Assigned task: Your answer is to be every line of the material that includes the string "Genres".

────

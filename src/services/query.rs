use crate::models::{Category, PreferenceSet};

/// Categories contributing an extra search term, in the order they are appended
pub const EXTRA_TERM_CATEGORIES: [Category; 5] = [
    Category::Moods,
    Category::Tropes,
    Category::Representation,
    Category::Formats,
    Category::Authors,
];

/// Compiles the non-genre preferences into the shared extra search terms
///
/// The catalog takes a flat keyword query, so each category contributes only
/// its first selected value. Genres are excluded; they anchor each per-genre
/// query instead (see [`genre_query`]).
pub fn build_extra_terms(prefs: &PreferenceSet) -> String {
    EXTRA_TERM_CATEGORIES
        .iter()
        .filter_map(|category| prefs.values(*category).first())
        .map(String::as_str)
        .collect::<Vec<_>>()
        .join(" ")
}

/// Search query for one genre: `subject:<genre>` plus the extra terms, if any
pub fn genre_query(genre: &str, extra_terms: &str) -> String {
    if extra_terms.is_empty() {
        format!("subject:{}", genre)
    } else {
        format!("subject:{} {}", genre, extra_terms)
    }
}

#[cfg(test)]
mod tests {
    use super::*;

    #[test]
    fn test_no_optional_selection_yields_empty_terms() {
        let prefs = PreferenceSet::new()
            .with(Category::Genres, "Fantasy")
            .with(Category::Genres, "Horror");
        assert_eq!(build_extra_terms(&prefs), "");
        assert_eq!(build_extra_terms(&PreferenceSet::new()), "");
    }

    #[test]
    fn test_first_value_of_each_category_in_fixed_order() {
        let prefs = PreferenceSet::new()
            .with(Category::Authors, "Debut author")
            .with(Category::Formats, "Series")
            .with(Category::Formats, "Standalone")
            .with(Category::Moods, "Cozy")
            .with(Category::Moods, "Epic")
            .with(Category::Tropes, "Found Family")
            .with(Category::Representation, "LGBTQ+ romance");

        assert_eq!(
            build_extra_terms(&prefs),
            "Cozy Found Family LGBTQ+ romance Series Debut author"
        );
    }

    #[test]
    fn test_authors_included_alongside_formats() {
        let prefs = PreferenceSet::new()
            .with(Category::Formats, "Series")
            .with(Category::Authors, "POC author");
        assert_eq!(build_extra_terms(&prefs), "Series POC author");
    }

    #[test]
    fn test_at_most_one_term_per_category() {
        let mut prefs = PreferenceSet::new();
        for category in EXTRA_TERM_CATEGORIES {
            for n in 0..3 {
                prefs.select(category, format!("{:?}{}", category, n));
            }
        }

        let terms = build_extra_terms(&prefs);
        let parts: Vec<&str> = terms.split(' ').collect();
        assert_eq!(parts.len(), 5);
        for (part, category) in parts.iter().zip(EXTRA_TERM_CATEGORIES) {
            assert_eq!(*part, prefs.values(category)[0]);
        }
    }

    #[test]
    fn test_deterministic() {
        let prefs = PreferenceSet::new()
            .with(Category::Moods, "Dark & dramatic")
            .with(Category::Tropes, "Redemption Arc");
        assert_eq!(build_extra_terms(&prefs), build_extra_terms(&prefs.clone()));
    }

    #[test]
    fn test_genre_query() {
        assert_eq!(genre_query("Fantasy", ""), "subject:Fantasy");
        assert_eq!(
            genre_query("Romance", "Cozy Fake Dating"),
            "subject:Romance Cozy Fake Dating"
        );
    }
}
/// Application-level errors
#[derive(thiserror::Error, Debug)]
pub enum AppError {
    /// A catalog request failed: non-success status or transport failure
    #[error("Catalog unavailable: {0}")]
    CatalogUnavailable(String),

    #[error("Database error: {0}")]
    Database(#[from] sqlx::Error),

    #[error("Exclusion store error: {0}")]
    Store(#[from] redis::RedisError),

    #[error("Not found: {0}")]
    NotFound(String),

    #[error("Invalid input: {0}")]
    InvalidInput(String),

    #[error("Internal error: {0}")]
    Internal(String),
}

impl From<reqwest::Error> for AppError {
    fn from(err: reqwest::Error) -> Self {
        AppError::CatalogUnavailable(err.to_string())
    }
}

impl AppError {
    /// Whether repeating the same operation may succeed.
    ///
    /// Callers use this to decide whether to offer a retry affordance; the
    /// library itself never retries.
    pub fn is_retryable(&self) -> bool {
        matches!(
            self,
            AppError::CatalogUnavailable(_) | AppError::Database(_) | AppError::Store(_)
        )
    }
}

pub type AppResult<T> = Result<T, AppError>;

────

Exercise output:
/// its first selected value. Genres are excluded; they anchor each per-genre
            .with(Category::Genres, "Fantasy")
            .with(Category::Genres, "Horror");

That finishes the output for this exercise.